How to practice detachment in relationships
Are you feeling frustrated because your partner’s, your friends’ or even your family members’ behaviours are affecting you emotionally? That’s a pretty valid feeling. However, when it gets too much, you must feel like you don’t want to be that bothered by someone else. Detachment is necessary when you constantly feel drained after hanging out with them or after talking to them. Here are some things to keep in mind while detaching from a relationship.
- 1. Take some feedback from your friends or your therapist regarding the person who is draining you. The people around you usually see more than you do. Ask them if they’ve been noticing this change in you or this draining of your energy.
- 2. Recognize what aspects of the relationship are making you feel drained. Is it because they give you no space of your own? Is it because they overindulge or maybe do not indulge in your interests at all? Is it because you feel like your values don’t align anymore? Or maybe you’re growing in different ways which doesn’t make you feel compatible anymore? Knowing the base reason is very important so as to see the severity of it.
- 3. See if you can redefine the boundaries. Have an open communication with them and tell them how you’ve been feeling. Tell them the instances that made you feel drained and if they’re willing to be considerate about your feelings so you don’t feel that drained.
- 4. Don’t look at them from a subjective lens. A lot of times we trauma-bond with people, which leads us to feel everything they’re feeling and we associate their emotions and experiences to them. Remove that lens. See them objectively and see if you’re even compatible with them. Also remember you can still be affectionate with them without entwining them with their traumas and in turn yours.
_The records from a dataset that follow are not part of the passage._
impl SessionCoordinator {
    pub fn new(registry: RoomRegistry, client_ip: IpAddr, outbound: OutboundTx) -> Self {
        Self {
            registry,
            conn_id: Uuid::new_v4(),
            client_ip,
            outbound,
            binding: None,
        }
    }

    pub fn conn_id(&self) -> ConnId {
        self.conn_id
    }

    pub fn binding(&self) -> Option<&Binding> {
        self.binding.as_ref()
    }

    fn send(&self, message: ServerMessage) {
        if self.outbound.send(message).is_err() {
            debug!(conn_id = %self.conn_id, "outbound queue closed");
        }
    }

    /// Entry point for a text frame
    pub async fn handle_text(&mut self, text: &str) {
        match serde_json::from_str::<ClientMessage>(text) {
            Ok(msg) => self.handle_message(msg).await,
            Err(e) => {
                debug!(conn_id = %self.conn_id, error = %e, "malformed frame");
                self.send(ServerMessage::MalformedMessage {
                    err_msg: e.to_string(),
                });
            },
        }
    }

    /// Validate and apply one client message
    pub async fn handle_message(&mut self, msg: ClientMessage) {
        if let Err(e) = validation::validate_client_message(&msg) {
            self.send(Reply::Plain.frame(AppError::Validation(e)));
            return;
        }

        let reply = Reply::for_message(&msg);
        if let Err(err) = self.apply(msg).await {
            if matches!(err, AppError::Action(_)) {
                counter!(ACTION_REJECTED).increment(1);
            }
            if matches!(err, AppError::Internal(_) | AppError::RoomClosed(_)) {
                warn!(conn_id = %self.conn_id, error = %err, "request failed");
            }
            self.send(reply.frame(err));
        }
    }

    /// The room handle, if this connection joined `room_id` as `acting_as`
    fn bound(&self, room_id: &str, acting_as: &str) -> Result<RoomHandle, AppError> {
        match &self.binding {
            Some(b) if b.room_id == room_id && b.participant_id == acting_as => self
                .registry
                .get(room_id)
                .ok_or(AppError::Action(ActionErrorReason::NotAuthorized)),
            _ => Err(AppError::Action(ActionErrorReason::NotAuthorized)),
        }
    }

    /// Room handle and participant id for signals, which carry no sender id
    fn bound_sender(&self, room_id: &str) -> Result<(RoomHandle, String), AppError> {
        let participant_id = match &self.binding {
            Some(b) if b.room_id == room_id => b.participant_id.clone(),
            _ => return Err(AppError::Action(ActionErrorReason::NotAuthorized)),
        };
        let handle = self.bound(room_id, &participant_id)?;
        Ok((handle, participant_id))
    }

    async fn act(&self, room_id: &str, requester_id: &str, action: RoomAction) -> Result<(), AppError> {
        self.bound(room_id, requester_id)?
            .act(self.conn_id, requester_id, action)
            .await
    }

    async fn apply(&mut self, msg: ClientMessage) -> Result<(), AppError> {
        match msg {
            ClientMessage::Join {
                room_id,
                participant_id,
                display_name,
                password,
                waiting_room,
            } => {
                self.join(JoinParams {
                    room_id,
                    participant_id,
                    display_name,
                    password,
                    waiting_room,
                })
                .await
            },
            ClientMessage::Offer {
                room_id,
                target_id,
                sdp,
            } => {
                let (handle, from_id) = self.bound_sender(&room_id)?;
                let message = ServerMessage::Offer {
                    room_id,
                    from_id: from_id.clone(),
                    sdp,
                };
                handle.signal(self.conn_id, &from_id, &target_id, message).await
            },
            ClientMessage::Answer {
                room_id,
                target_id,
                sdp,
            } => {
                let (handle, from_id) = self.bound_sender(&room_id)?;
                let message = ServerMessage::Answer {
                    room_id,
                    from_id: from_id.clone(),
                    sdp,
                };
                handle.signal(self.conn_id, &from_id, &target_id, message).await
            },
            ClientMessage::IceCandidate {
                room_id,
                target_id,
                candidate,
            } => {
                let (handle, from_id) = self.bound_sender(&room_id)?;
                let message = ServerMessage::IceCandidate {
                    room_id,
                    from_id: from_id.clone(),
                    candidate,
                };
                handle.signal(self.conn_id, &from_id, &target_id, message).await
            },
            ClientMessage::Leave {
                room_id,
                participant_id,
            } => {
                let handle = self.bound(&room_id, &participant_id)?;
                handle
                    .leave(self.conn_id, &participant_id, LeaveReason::Left)
                    .await;
                self.binding = None;
                Ok(())
            },
            ClientMessage::StartMeeting {
                room_id,
                participant_id,
            } => self.act(&room_id, &participant_id, RoomAction::StartMeeting).await,
            ClientMessage::EndMeeting {
                room_id,
                participant_id,
            } => self.act(&room_id, &participant_id, RoomAction::EndMeeting).await,
            ClientMessage::Promote {
                room_id,
                requester_id,
                target_id,
            } => self.act(&room_id, &requester_id, RoomAction::Promote(target_id)).await,
            ClientMessage::Demote {
                room_id,
                requester_id,
                target_id,
            } => self.act(&room_id, &requester_id, RoomAction::Demote(target_id)).await,
            ClientMessage::Kick {
                room_id,
                requester_id,
                target_id,
            } => self.act(&room_id, &requester_id, RoomAction::Kick(target_id)).await,
            ClientMessage::ApproveWaiting {
                room_id,
                requester_id,
                target_id,
            } => self.act(&room_id, &requester_id, RoomAction::Approve(target_id)).await,
            ClientMessage::RejectWaiting {
                room_id,
                requester_id,
                target_id,
            } => self.act(&room_id, &requester_id, RoomAction::Reject(target_id)).await,
            ClientMessage::ToggleVideo {
                room_id,
                participant_id,
                enabled,
            } => {
                let action = RoomAction::SetMedia {
                    kind: MediaKind::Video,
                    enabled,
                };
                self.act(&room_id, &participant_id, action).await
            },
            ClientMessage::ToggleAudio {
                room_id,
                participant_id,
                enabled,
            } => {
                let action = RoomAction::SetMedia {
                    kind: MediaKind::Audio,
                    enabled,
                };
                self.act(&room_id, &participant_id, action).await
            },
            ClientMessage::MuteAll {
                room_id,
                requester_id,
            } => self.act(&room_id, &requester_id, RoomAction::MuteAll).await,
            ClientMessage::MuteParticipant {
                room_id,
                requester_id,
                target_id,
            } => {
                let action = RoomAction::Mute {
                    target_id,
                    muted: true,
                };
                self.act(&room_id, &requester_id, action).await
            },
            ClientMessage::UnmuteParticipant {
                room_id,
                requester_id,
                target_id,
            } => {
                let action = RoomAction::Mute {
                    target_id,
                    muted: false,
                };
                self.act(&room_id, &requester_id, action).await
            },
            ClientMessage::SetWaitingRoom {
                room_id,
                requester_id,
                enabled,
            } => {
                self.act(&room_id, &requester_id, RoomAction::SetWaitingRoom(enabled))
                    .await
            },
            ClientMessage::Ping => {
                self.send(ServerMessage::Pong);
                Ok(())
            },
        }
    }

    async fn join(&mut self, params: JoinParams) -> Result<(), AppError> {
        let target = Binding {
            room_id: params.room_id.clone(),
            participant_id: params.participant_id.clone(),
        };

        // one connection, one participant: switching identity leaves the old one
        if let Some(previous) = self.binding.take_if(|b| *b != target) {
            if let Some(handle) = self.registry.get(&previous.room_id) {
                handle
                    .leave(self.conn_id, &previous.participant_id, LeaveReason::Left)
                    .await;
            }
        }

        let outcome = self
            .registry
            .join(self.client_ip, self.conn_id, params, self.outbound.clone())
            .await?;

        match outcome {
            JoinOutcome::Admitted { .. } => {
                info!(conn_id = %self.conn_id, room_id = %target.room_id, participant_id = %target.participant_id, "connection bound");
            },
            JoinOutcome::Queued { position } => {
                info!(conn_id = %self.conn_id, room_id = %target.room_id, participant_id = %target.participant_id, position, "connection waiting for admission");
            },
        }
        self.binding = Some(target);
        Ok(())
    }

    /// Treat a dropped connection as an implicit leave
    pub async fn disconnect(&mut self) {
        let Some(binding) = self.binding.take() else {
            return;
        };
        if let Some(handle) = self.registry.get(&binding.room_id) {
            let departure = handle
                .leave(self.conn_id, &binding.participant_id, LeaveReason::Disconnected)
                .await;
            debug!(conn_id = %self.conn_id, room_id = %binding.room_id, ?departure, "connection closed");
        }
    }
}
impl RoomActor {
    async fn run(mut self, mut rx: mpsc::UnboundedReceiver<RoomCommand>) {
        while let Some(cmd) = rx.recv().await {
            match cmd {
                RoomCommand::Join {
                    conn_id,
                    params,
                    outbound,
                    resp_tx,
                } => {
                    let result = self.handle_join(conn_id, params, outbound).await;
                    let _ = resp_tx.send(result);
                },
                RoomCommand::Leave {
                    conn_id,
                    participant_id,
                    reason,
                    resp_tx,
                } => {
                    let departure = self.handle_leave(conn_id, &participant_id, reason);
                    let _ = resp_tx.send(departure);
                },
                RoomCommand::Signal {
                    conn_id,
                    from_id,
                    target_id,
                    message,
                    resp_tx,
                } => {
                    let result = self.handle_signal(conn_id, &from_id, &target_id, message);
                    let _ = resp_tx.send(result);
                },
                RoomCommand::Action {
                    conn_id,
                    requester_id,
                    action,
                    resp_tx,
                } => {
                    let result = self.handle_action(conn_id, &requester_id, action);
                    let _ = resp_tx.send(result);
                },
                RoomCommand::Summary { resp_tx } => {
                    let _ = resp_tx.send(self.summary());
                },
            }

            if let Err(violation) = self.room.check_invariants() {
                warn!(room_id = %self.room.room_id(), %violation, "room invariant violated");
            }

            if self.room.is_empty() {
                self.close();
                break;
            }
        }
        // Commands still queued are dropped here; their callers see RoomClosed.
    }

    async fn handle_join(
        &mut self,
        conn_id: ConnId,
        params: JoinParams,
        outbound: OutboundTx,
    ) -> Result<JoinOutcome, AppError> {
        let JoinParams {
            room_id,
            participant_id,
            display_name,
            mut password,
            waiting_room,
        } = params;

        let password_ok = if self.room.is_empty() {
            // the creator sets the room options
            let hash = match password.take().filter(|p| !p.is_empty()) {
                Some(plain) => Some(
                    hash_password_blocking(plain, self.settings.password_hash_log_n)
                        .await
                        .map_err(|e| AppError::Internal(format!("password hashing failed: {e}")))?,
                ),
                None => None,
            };
            let gated = waiting_room.unwrap_or(self.settings.waiting_room_default);
            self.room.configure(hash, gated);
            true
        } else {
            match self.room.password_hash() {
                None => true,
                Some(hash) => {
                    let plain = password.take().unwrap_or_default();
                    verify_password_blocking(hash.to_string(), plain).await
                },
            }
        };
        if let Some(p) = password.as_mut() {
            p.zeroize();
        }

        let request = JoinRequest {
            participant_id: participant_id.clone(),
            display_name,
        };
        let (outcome, effects) = match self.room.join(request, password_ok, Utc::now()) {
            Ok(joined) => joined,
            Err(reason) => {
                counter!(ROOM_REJECTED).increment(1);
                info!(%room_id, %participant_id, ?reason, "join rejected");
                return Err(reason.into());
            },
        };

        // bind before dispatch so the joiner receives its own room-info / queued
        self.connections.insert(
            participant_id.clone(),
            Connection {
                conn_id,
                tx: outbound,
            },
        );

        match outcome {
            JoinOutcome::Admitted { rejoined, created } => {
                counter!(ROOM_JOINED).increment(1);
                info!(%room_id, %participant_id, rejoined, created, "participant admitted");
            },
            JoinOutcome::Queued { position } => {
                counter!(ROOM_QUEUED).increment(1);
                info!(%room_id, %participant_id, position, "participant queued");
            },
        }

        self.dispatch(effects);
        Ok(outcome)
    }

    /// Only the connection a participant joined through may act for it
    fn is_current(&self, conn_id: ConnId, participant_id: &str) -> bool {
        self.connections
            .get(participant_id)
            .is_some_and(|c| c.conn_id == conn_id)
    }

    fn handle_leave(&mut self, conn_id: ConnId, participant_id: &str, reason: LeaveReason) -> Departure {
        if !self.is_current(conn_id, participant_id) {
            // superseded by a rejoin from another connection
            debug!(room_id = %self.room.room_id(), participant_id, %conn_id, "ignoring leave from stale connection");
            return Departure::NotPresent;
        }
        let (departure, effects) = self.room.leave(participant_id, reason);
        info!(room_id = %self.room.room_id(), participant_id, ?reason, ?departure, "departure");
        self.dispatch(effects);
        departure
    }

    fn handle_signal(
        &mut self,
        conn_id: ConnId,
        from_id: &str,
        target_id: &str,
        message: ServerMessage,
    ) -> Result<(), AppError> {
        if !self.is_current(conn_id, from_id) {
            return Err(AppError::Action(meetroom_common::ActionErrorReason::NotAuthorized));
        }
        let effects = self.room.route_signal(from_id, target_id, message)?;
        counter!(SIGNAL_RELAYED).increment(1);
        self.dispatch(effects);
        Ok(())
    }

    fn handle_action(&mut self, conn_id: ConnId, requester_id: &str, action: RoomAction) -> Result<(), AppError> {
        if !self.is_current(conn_id, requester_id) {
            return Err(AppError::Action(meetroom_common::ActionErrorReason::NotAuthorized));
        }
        let now = Utc::now();
        let room = &mut self.room;
        let result = match &action {
            RoomAction::StartMeeting => room.start_meeting(requester_id, now),
            RoomAction::EndMeeting => room.end_meeting(requester_id),
            RoomAction::Promote(target) => room.promote(requester_id, target),
            RoomAction::Demote(target) => room.demote(requester_id, target),
            RoomAction::Kick(target) => room.kick(requester_id, target),
            RoomAction::Approve(target) => room.approve(requester_id, target, now),
            RoomAction::Reject(target) => room.reject(requester_id, target),
            RoomAction::MuteAll => room.mute_all(requester_id),
            RoomAction::Mute { target_id, muted } => room.mute_participant(requester_id, target_id, *muted),
            RoomAction::SetWaitingRoom(enabled) => room.set_waiting_room(requester_id, *enabled, now),
            RoomAction::SetMedia { kind, enabled } => room.set_media_state(requester_id, *kind, *enabled),
        };

        match result {
            Ok(effects) => {
                debug!(room_id = %self.room.room_id(), requester_id, ?action, "action applied");
                self.dispatch(effects);
                Ok(())
            },
            Err(reason) => {
                info!(room_id = %self.room.room_id(), requester_id, ?action, ?reason, "action rejected");
                Err(reason.into())
            },
        }
    }

    fn summary(&self) -> RoomSummary {
        RoomSummary {
            participant_ids: self.room.participant_ids(),
            pending_ids: self.room.pending_ids().map(str::to_string).collect(),
            main_host_id: self.room.main_host_id().map(str::to_string),
            moderator_count: self.room.moderator_count(),
            meeting_status: self.room.meeting_status(),
            password_protected: self.room.password_hash().is_some(),
        }
    }

    /// Write effects to member queues in order
    fn dispatch(&mut self, effects: crate::room::Effects) {
        for effect in effects {
            match effect {
                Effect::Send { to, message } => {
                    if matches!(message, ServerMessage::HostChanged { .. }) {
                        counter!(HOST_MIGRATED).increment(1);
                    }
                    for id in self.resolve(&to) {
                        self.deliver(&id, message.clone());
                    }
                },
                Effect::Detach(id) => {
                    self.connections.remove(&id);
                },
            }
        }
    }

    fn resolve(&self, to: &Recipient) -> Vec<String> {
        match to {
            Recipient::One(id) => vec![id.clone()],
            Recipient::Everyone => self.room.participant_ids(),
            Recipient::EveryoneExcept(except) => self
                .room
                .participant_ids()
                .into_iter()
                .filter(|id| id != except)
                .collect(),
            Recipient::Privileged => self.room.privileged_ids(),
        }
    }

    fn deliver(&self, id: &str, message: ServerMessage) {
        if let Some(conn) = self.connections.get(id) {
            // a closed queue means the socket is gone; its coordinator will send the leave
            if conn.tx.send(message).is_err() {
                debug!(room_id = %self.room.room_id(), participant_id = id, "outbound queue closed");
            }
        }
    }

    /// Unregister from the index; ended rooms leave a tombstone behind
    fn close(&mut self) {
        let room_id = self.room.room_id().to_string();
        if self.room.is_ended() {
            self.index.ended.insert(
                room_id.clone(),
                EndedRoom {
                    password_hash: self.room.password_hash().map(str::to_string),
                    expires_at: Instant::now() + self.settings.ended_room_retention(),
                },
            );
        }
        let generation = self.generation;
        self.index
            .rooms
            .remove_if(&room_id, |_, handle| handle.generation() == generation);

        counter!(ROOM_DESTROYED).increment(1);
        gauge!(ROOM_ACTIVE).set(self.index.rooms.len() as f64);
        info!(%room_id, ended = self.room.is_ended(), "room destroyed");
    }
}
- 5. Have boundaries on topics which are uncomfortable for you. This is something you can control. Say no when asked intrusive questions and tell them to stop.
Conclusion
We can say that emotional detachment is not all good and not all bad. If balanced and used correctly, it can save us so much of our peace of mind. But if used in the wrong way, it can leave us feeling numb. So it’s important to always feel your emotions. Emotions inherently aren’t bad, but their dysregulation is. Detaching yourself emotionally will take time and consistent efforts, but the peace it brings is completely worth it.